You`ve already mentioned the only ones I knew of that specify disc compatible. I didn`t know that Jandd had adaptors. You may know about bikepacking.net, but if not, be sure to cruise that site for some ideas.


----------



## hydrogeek (Feb 20, 2006)

jl said:


> your going to need to get some p-clamps


Ace hardware has these clamps for $1 each.


----------



## JordyB (Oct 26, 2007)

I've had great luck with a Planet Bike Versarack Disc. Only had to buy some p-clamps from Lowes and it worked great!

http://ecom1.planetbike.com/4004.html


----------



## Solomon76 (Jul 22, 2008)

I basically did the same thing as JordyB and made my own p-clamps. I ordered my rack from the abaxo ebay store for about 20 bucks delivered.
http://cgi.ebay.com/BICYCLE-REAR-RA...emQQptZLH_DefaultDomain_0?hash=item439b0d2fb8


----------



## PscyclePath (Aug 29, 2007)

I did this, but entirely different machinery... I added a Delta rack to my old Specialized hardtail. It had both the eyelets for the mounts, and direct-pull brakes.
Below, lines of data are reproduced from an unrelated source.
//! Filter and modifier catalogs (JSON tables extracted from the
//! sandbox runtime) and the resolver that turns raw
//! `(filter_id, argument_id)` pairs into printable SBPL arguments.

use anyhow::{Context, Result};
use serde::Deserialize;
use tracing::warn;

use std::collections::{BTreeMap, HashMap};
use std::io::{Read, Seek};

use crate::op_node::{Decision, TerminalNode};
use crate::pattern;
use crate::sb_reader::SbSeek;

#[derive(Debug, Clone, Copy, PartialEq, Eq, Deserialize)]
pub enum ArgumentType {
    #[serde(rename = "SB_VALUE_TYPE_BOOL", alias = "BOOL")]
    Bool,
    #[serde(rename = "SB_VALUE_TYPE_BITFIELD", alias = "BITFIELD")]
    Bitfield,
    #[serde(rename = "SB_VALUE_TYPE_INTEGER", alias = "INTEGER")]
    Integer,
    #[serde(rename = "SB_VALUE_TYPE_STRING", alias = "STRING")]
    String,
    #[serde(
        rename = "SB_VALUE_TYPE_PATTERN_LITERAL",
        alias = "PATTERN_LITERAL"
    )]
    PatternLiteral,
    #[serde(
        rename = "SB_VALUE_TYPE_PATTERN_PREFIX",
        alias = "PATTERN_PREFIX"
    )]
    PatternPrefix,
    #[serde(
        rename = "SB_VALUE_TYPE_PATTERN_SUBPATH",
        alias = "PATTERN_SUBPATH"
    )]
    PatternSubpath,
    #[serde(
        rename = "SB_VALUE_TYPE_PATTERN_REGEX",
        alias = "PATTERN_REGEX"
    )]
    PatternRegex,
    #[serde(rename = "SB_VALUE_TYPE_REGEX", alias = "REGEX")]
    Regex,
    #[serde(rename = "SB_VALUE_TYPE_NETWORK", alias = "NETWORK")]
    Network,
    #[serde(rename = "SB_VALUE_TYPE_BITMASK", alias = "BITMASK")]
    Bitmask,
}

#[derive(Debug, Clone, Deserialize)]
pub struct FilterSpec {
    pub name: String,
    pub argument_type: ArgumentType,
    /// Symbolic names for integer arguments, keyed by decimal value.
    #[serde(default)]
    pub modifiers: HashMap<String, String>,
}

#[derive(Debug, Clone, Default)]
pub struct FilterCatalog {
    by_id: BTreeMap<u8, FilterSpec>,
}

impl FilterCatalog {
    pub fn from_json(json: &str) -> Result<Self> {
        let raw: HashMap<String, FilterSpec> = serde_json::from_str(json)
            .context("filter catalog is not valid JSON")?;
        let mut by_id = BTreeMap::new();
        for (key, spec) in raw {
            let id: u8 = key
                .parse()
                .with_context(|| format!("non-numeric filter id {key:?}"))?;
            by_id.insert(id, spec);
        }
        Ok(Self { by_id })
    }

    pub fn get(&self, id: u8) -> Option<&FilterSpec> {
        self.by_id.get(&id)
    }
}

#[derive(Debug, Clone, Deserialize)]
pub struct ModifierSpec {
    pub name: String,
    pub action_mask: u32,
    pub action_flag: u32,
}

#[derive(Debug, Clone, Default)]
pub struct ModifierCatalog {
    by_id: BTreeMap<u8, ModifierSpec>,
}

impl ModifierCatalog {
    pub fn from_json(json: &str) -> Result<Self> {
        let raw: HashMap<String, ModifierSpec> = serde_json::from_str(json)
            .context("modifier catalog is not valid JSON")?;
        let mut by_id = BTreeMap::new();
        for (key, spec) in raw {
            let id: u8 = key
                .parse()
                .with_context(|| format!("non-numeric modifier id {key:?}"))?;
            by_id.insert(id, spec);
        }
        Ok(Self { by_id })
    }

    pub fn get(&self, id: u8) -> Option<&ModifierSpec> {
        self.by_id.get(&id)
    }

    /// Modifiers selected by a terminal's flag word.
    pub fn applicable(&self, flags: u32) -> impl Iterator<Item = &ModifierSpec> {
        self.by_id.values().filter(move |spec| {
            spec.action_mask != 0
                && (flags & spec.action_mask) == spec.action_flag
        })
    }
}

/// Printable argument attached to a non-terminal, already shaped for
/// the SBPL printer.
#[derive(Debug, Clone, PartialEq, Eq)]
pub enum FilterArgument {
    /// `#t` / `#f`
    Boolean(bool),
    /// Bare token: symbolic integer, decimal fallback, placeholder.
    Symbol(String),
    /// Double-quoted string.
    Literal(String),
    /// Set of accepted path patterns, each double-quoted.
    Patterns(Vec<String>),
    /// `#"..."` regex form.
    Regex(String),
}

#[derive(Debug, Clone, PartialEq, Eq)]
pub struct ResolvedFilter {
    pub name: String,
    pub argument: FilterArgument,
}

/// Rendered decision attached to a terminal: the action head plus any
/// `(with ...)` parts.
#[derive(Debug, Clone, PartialEq, Eq)]
pub struct TerminalDecision {
    pub decision: Decision,
    pub modifiers: Vec<String>,
    /// Operation aliased by an inline action with `arg_id != 0`.
    pub alias_operation: Option<String>,
}

/// Memoizing resolver for non-terminal arguments. Failures localized
/// to one argument degrade into placeholders plus a warning; only the
/// container-level decode can fail hard.
pub struct FilterResolver<'a, R> {
    input: &'a mut R,
    file_len: u64,
    base_addr: u64,
    regex_list: &'a [String],
    global_vars: &'a [String],
    catalog: &'a FilterCatalog,
    cache: HashMap<(u8, u16), ResolvedFilter>,
}

impl<'a, R: Read + Seek> FilterResolver<'a, R> {
    pub fn new(
        input: &'a mut R,
        file_len: u64,
        base_addr: u64,
        regex_list: &'a [String],
        global_vars: &'a [String],
        catalog: &'a FilterCatalog,
    ) -> Self {
        Self {
            input,
            file_len,
            base_addr,
            regex_list,
            global_vars,
            catalog,
            cache: HashMap::new(),
        }
    }

    pub fn resolve(&mut self, filter_id: u8, argument_id: u16) -> ResolvedFilter {
        if let Some(hit) = self.cache.get(&(filter_id, argument_id)) {
            return hit.clone();
        }
        let resolved = self.resolve_uncached(filter_id, argument_id);
        self.cache
            .insert((filter_id, argument_id), resolved.clone());
        resolved
    }

    fn resolve_uncached(
        &mut self,
        filter_id: u8,
        argument_id: u16,
    ) -> ResolvedFilter {
        let Some(spec) = self.catalog.get(filter_id) else {
            warn!(filter_id, argument_id, "filter id missing from catalog");
            return ResolvedFilter {
                name: format!("unknown-filter-{filter_id}"),
                argument: FilterArgument::Symbol(argument_id.to_string()),
            };
        };
        let argument = match spec.argument_type {
            ArgumentType::Bool => FilterArgument::Boolean(argument_id == 1),
            ArgumentType::Integer => FilterArgument::Symbol(
                spec.modifiers
                    .get(&argument_id.to_string())
                    .cloned()
                    .unwrap_or_else(|| argument_id.to_string()),
            ),
            ArgumentType::String => match self.input.read_indirect_c_string(
                self.base_addr,
                argument_id,
                self.file_len,
            ) {
                Ok(text) => FilterArgument::Literal(text),
                Err(err) => {
                    warn!(
                        filter = %spec.name,
                        argument_id,
                        error = %err,
                        "string argument did not decode",
                    );
                    FilterArgument::Symbol(format!(
                        "unknown-string-{argument_id}"
                    ))
                }
            },
            ArgumentType::PatternLiteral
            | ArgumentType::PatternPrefix
            | ArgumentType::PatternSubpath => match self
                .read_pattern(argument_id)
            {
                Ok(patterns) => FilterArgument::Patterns(patterns),
                Err(err) => {
                    warn!(
                        filter = %spec.name,
                        argument_id,
                        error = %err,
                        "pattern bytecode did not decode",
                    );
                    FilterArgument::Symbol(format!(
                        "unknown-pattern-{argument_id}"
                    ))
                }
            },
            ArgumentType::PatternRegex => {
                match self.regex_list.get(usize::from(argument_id)) {
                    Some(regex) => FilterArgument::Regex(regex.clone()),
                    None => {
                        warn!(
                            filter = %spec.name,
                            argument_id,
                            "regex argument out of table bounds",
                        );
                        FilterArgument::Symbol(format!(
                            "unknown-regex-{argument_id}"
                        ))
                    }
                }
            }
            ArgumentType::Bitfield => {
                FilterArgument::Symbol(argument_id.to_string())
            }
            ArgumentType::Regex
            | ArgumentType::Network
            | ArgumentType::Bitmask => {
                warn!(
                    filter = %spec.name,
                    argument_id,
                    "argument kind is not supported yet",
                );
                FilterArgument::Symbol(format!(
                    "unsupported-argument-{argument_id}"
                ))
            }
        };
        ResolvedFilter {
            name: spec.name.clone(),
            argument,
        }
    }

    fn read_pattern(&mut self, argument_id: u16) -> Result<Vec<String>> {
        let blob = self.input.read_indirect_record(
            self.base_addr,
            argument_id,
            self.file_len,
        )?;
        pattern::decode_pattern(&blob, self.global_vars)
    }
}

/// Render the decision carried by a terminal: flag-selected modifiers
/// plus the optional inline action.
pub fn resolve_terminal<R: Read + Seek>(
    input: &mut R,
    file_len: u64,
    base_addr: u64,
    modifiers: &ModifierCatalog,
    sb_ops: &[String],
    policies: &[u16],
    node_count: usize,
    terminal: &TerminalNode,
) -> TerminalDecision {
    let mut rendered = Vec::new();
    let mut alias_operation = None;

    if let Some(inline) = terminal.inline {
        if inline.arg_id == 0 {
            let value = input
                .read_indirect_c_string(base_addr, inline.arg_value, file_len)
                .unwrap_or_else(|err| {
                    warn!(
                        node = terminal.offset,
                        error = %err,
                        "inline modifier argument did not decode",
                    );
                    format!("unknown-argument-{}", inline.arg_value)
                });
            match modifiers.get(inline.arg_type) {
                Some(spec) => {
                    rendered.push(format!("(with {} \"{value}\")", spec.name));
                }
                None => {
                    warn!(
                        node = terminal.offset,
                        modifier_id = inline.arg_type,
                        "inline modifier missing from catalog",
                    );
                    rendered.push(format!(
                        "(with unknown-modifier-{} \"{value}\")",
                        inline.arg_type,
                    ));
                }
            }
        } else {
            // the inline action points at another operation's subtree
            match sb_ops.get(usize::from(inline.arg_id)) {
                Some(operation) => alias_operation = Some(operation.clone()),
                None => warn!(
                    node = terminal.offset,
                    operation_index = inline.arg_id,
                    "inline action references an unnamed operation",
                ),
            }
            match policies.get(usize::from(inline.arg_value)) {
                Some(&root) if usize::from(root) < node_count => {}
                Some(&root) => warn!(
                    node = terminal.offset,
                    root,
                    "inline policy root is outside the node table",
                ),
                None => warn!(
                    node = terminal.offset,
                    policy_index = inline.arg_value,
                    "inline action references a missing policy entry",
                ),
            }
        }
    }

    for spec in modifiers.applicable(terminal.modifier_flags) {
        rendered.push(format!("(with {})", spec.name));
    }

    TerminalDecision {
        decision: terminal.decision(),
        modifiers: rendered,
        alias_operation,
    }
}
Pricy as they are, Old Man Mountain is probably the best source for rear-suspension bikes with disc brakes. You might also check some of Aaron Teasdale's articles on the Adventure Cycling web site... he does quite a bit of lightweight bikepacking with his MTB, and documents it for the magazine.


----------



## zaphod123 (Apr 20, 2009)

I really like the Topeak Explorer racks. Available in a disc version. They have a dovetail slot that makes installing one of their bags a cinch; the bag simply slides in the dovetail channel and engages a clip at the end. Bag is secure to the rack and can be removed in seconds; perfect for commuting.


----------



## fatboypup (Apr 1, 2010)

ive got the topeak rack I used on my hybrid my lbs did a lil work to make it fit :thumbsup:


----------



## codwater (Jan 20, 2009)

fatboypup said:


> ive got the topeak rack I used on my hybrid my lbs did a lil work to make it fit :thumbsup:


What model Topeak is that bag? EX or DX?


----------



## CommuterBoy (Oct 4, 2007)

Just came across this yesterday: https://www.treefortbikes.com/product/333222350411/448/Dimension-318-Seat-Clamp.html

didn't know anyone made one, but it should take care of the seatpost end of the problem:


----------